__Task instructions__. Repeat the records below exactly as they appear.

__Stored data__.
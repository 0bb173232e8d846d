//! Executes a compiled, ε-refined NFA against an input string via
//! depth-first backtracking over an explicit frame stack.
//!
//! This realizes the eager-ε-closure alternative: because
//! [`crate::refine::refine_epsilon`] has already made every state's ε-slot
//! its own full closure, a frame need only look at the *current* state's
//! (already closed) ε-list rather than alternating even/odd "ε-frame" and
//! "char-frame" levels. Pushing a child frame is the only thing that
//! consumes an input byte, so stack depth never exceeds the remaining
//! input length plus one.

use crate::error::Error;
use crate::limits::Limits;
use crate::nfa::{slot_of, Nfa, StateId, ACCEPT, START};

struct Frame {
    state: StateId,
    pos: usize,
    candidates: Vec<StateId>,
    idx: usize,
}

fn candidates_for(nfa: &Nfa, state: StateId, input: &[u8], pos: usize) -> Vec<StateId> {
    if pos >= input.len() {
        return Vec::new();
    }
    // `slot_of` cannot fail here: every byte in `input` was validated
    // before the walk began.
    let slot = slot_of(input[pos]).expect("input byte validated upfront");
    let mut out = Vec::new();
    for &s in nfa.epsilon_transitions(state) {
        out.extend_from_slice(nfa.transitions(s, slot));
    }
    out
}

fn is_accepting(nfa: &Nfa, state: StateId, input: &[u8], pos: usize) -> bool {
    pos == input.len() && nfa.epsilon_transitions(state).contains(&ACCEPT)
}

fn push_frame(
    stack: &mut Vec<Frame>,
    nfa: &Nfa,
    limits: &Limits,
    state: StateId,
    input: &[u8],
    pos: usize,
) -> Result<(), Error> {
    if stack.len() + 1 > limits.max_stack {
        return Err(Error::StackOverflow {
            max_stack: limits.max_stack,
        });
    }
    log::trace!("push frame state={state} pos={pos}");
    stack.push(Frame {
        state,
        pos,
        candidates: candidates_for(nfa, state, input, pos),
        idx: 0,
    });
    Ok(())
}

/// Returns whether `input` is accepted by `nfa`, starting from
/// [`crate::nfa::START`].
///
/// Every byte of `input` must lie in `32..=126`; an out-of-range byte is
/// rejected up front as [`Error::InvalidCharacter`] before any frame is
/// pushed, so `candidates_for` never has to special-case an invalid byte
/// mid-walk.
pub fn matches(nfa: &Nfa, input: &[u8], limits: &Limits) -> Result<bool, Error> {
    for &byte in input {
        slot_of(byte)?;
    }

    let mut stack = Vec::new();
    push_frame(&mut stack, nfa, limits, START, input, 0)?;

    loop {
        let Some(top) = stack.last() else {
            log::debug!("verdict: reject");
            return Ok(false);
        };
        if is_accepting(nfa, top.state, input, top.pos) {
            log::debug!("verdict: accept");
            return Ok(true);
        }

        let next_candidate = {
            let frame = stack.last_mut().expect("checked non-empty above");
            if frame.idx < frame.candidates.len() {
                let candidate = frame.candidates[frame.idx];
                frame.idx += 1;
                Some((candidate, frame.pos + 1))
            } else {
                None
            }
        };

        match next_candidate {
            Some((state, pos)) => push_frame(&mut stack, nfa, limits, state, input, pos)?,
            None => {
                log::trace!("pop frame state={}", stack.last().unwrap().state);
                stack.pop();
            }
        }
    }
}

__Solution to the problem__.
repository 0bb173232e8d846d
//! Executes a compiled, ε-refined NFA against an input string via
//! depth-first backtracking over an explicit frame stack.
//!
//! This realizes the eager-ε-closure alternative: because
//! [`crate::refine::refine_epsilon`] has already made every state's ε-slot
//! its own full closure, a frame need only look at the *current* state's
//! (already closed) ε-list rather than alternating even/odd "ε-frame" and
//! "char-frame" levels. Pushing a child frame is the only thing that
//! consumes an input byte, so stack depth never exceeds the remaining
//! input length plus one.

use crate::error::Error;
use crate::limits::Limits;
use crate::nfa::{slot_of, Nfa, StateId, ACCEPT, START};

struct Frame {
    state: StateId,
    pos: usize,
    candidates: Vec<StateId>,
    idx: usize,
}

fn candidates_for(nfa: &Nfa, state: StateId, input: &[u8], pos: usize) -> Vec<StateId> {
    if pos >= input.len() {
        return Vec::new();
    }
    // `slot_of` cannot fail here: every byte in `input` was validated
    // before the walk began.
    let slot = slot_of(input[pos]).expect("input byte validated upfront");
    let mut out = Vec::new();
    for &s in nfa.epsilon_transitions(state) {
        out.extend_from_slice(nfa.transitions(s, slot));
    }
    out
}

fn is_accepting(nfa: &Nfa, state: StateId, input: &[u8], pos: usize) -> bool {
    pos == input.len() && nfa.epsilon_transitions(state).contains(&ACCEPT)
}

fn push_frame(
    stack: &mut Vec<Frame>,
    nfa: &Nfa,
    limits: &Limits,
    state: StateId,
    input: &[u8],
    pos: usize,
) -> Result<(), Error> {
    if stack.len() + 1 > limits.max_stack {
        return Err(Error::StackOverflow {
            max_stack: limits.max_stack,
        });
    }
    log::trace!("push frame state={state} pos={pos}");
    stack.push(Frame {
        state,
        pos,
        candidates: candidates_for(nfa, state, input, pos),
        idx: 0,
    });
    Ok(())
}

/// Returns whether `input` is accepted by `nfa`, starting from
/// [`crate::nfa::START`].
///
/// Every byte of `input` must lie in `32..=126`; an out-of-range byte is
/// rejected up front as [`Error::InvalidCharacter`] before any frame is
/// pushed, so `candidates_for` never has to special-case an invalid byte
/// mid-walk.
pub fn matches(nfa: &Nfa, input: &[u8], limits: &Limits) -> Result<bool, Error> {
    for &byte in input {
        slot_of(byte)?;
    }

    let mut stack = Vec::new();
    push_frame(&mut stack, nfa, limits, START, input, 0)?;

    loop {
        let Some(top) = stack.last() else {
            log::debug!("verdict: reject");
            return Ok(false);
        };
        if is_accepting(nfa, top.state, input, top.pos) {
            log::debug!("verdict: accept");
            return Ok(true);
        }

        let next_candidate = {
            let frame = stack.last_mut().expect("checked non-empty above");
            if frame.idx < frame.candidates.len() {
                let candidate = frame.candidates[frame.idx];
                frame.idx += 1;
                Some((candidate, frame.pos + 1))
            } else {
                None
            }
        };

        match next_candidate {
            Some((state, pos)) => push_frame(&mut stack, nfa, limits, state, input, pos)?,
            None => {
                log::trace!("pop frame state={}", stack.last().unwrap().state);
                stack.pop();
            }
        }
    }
}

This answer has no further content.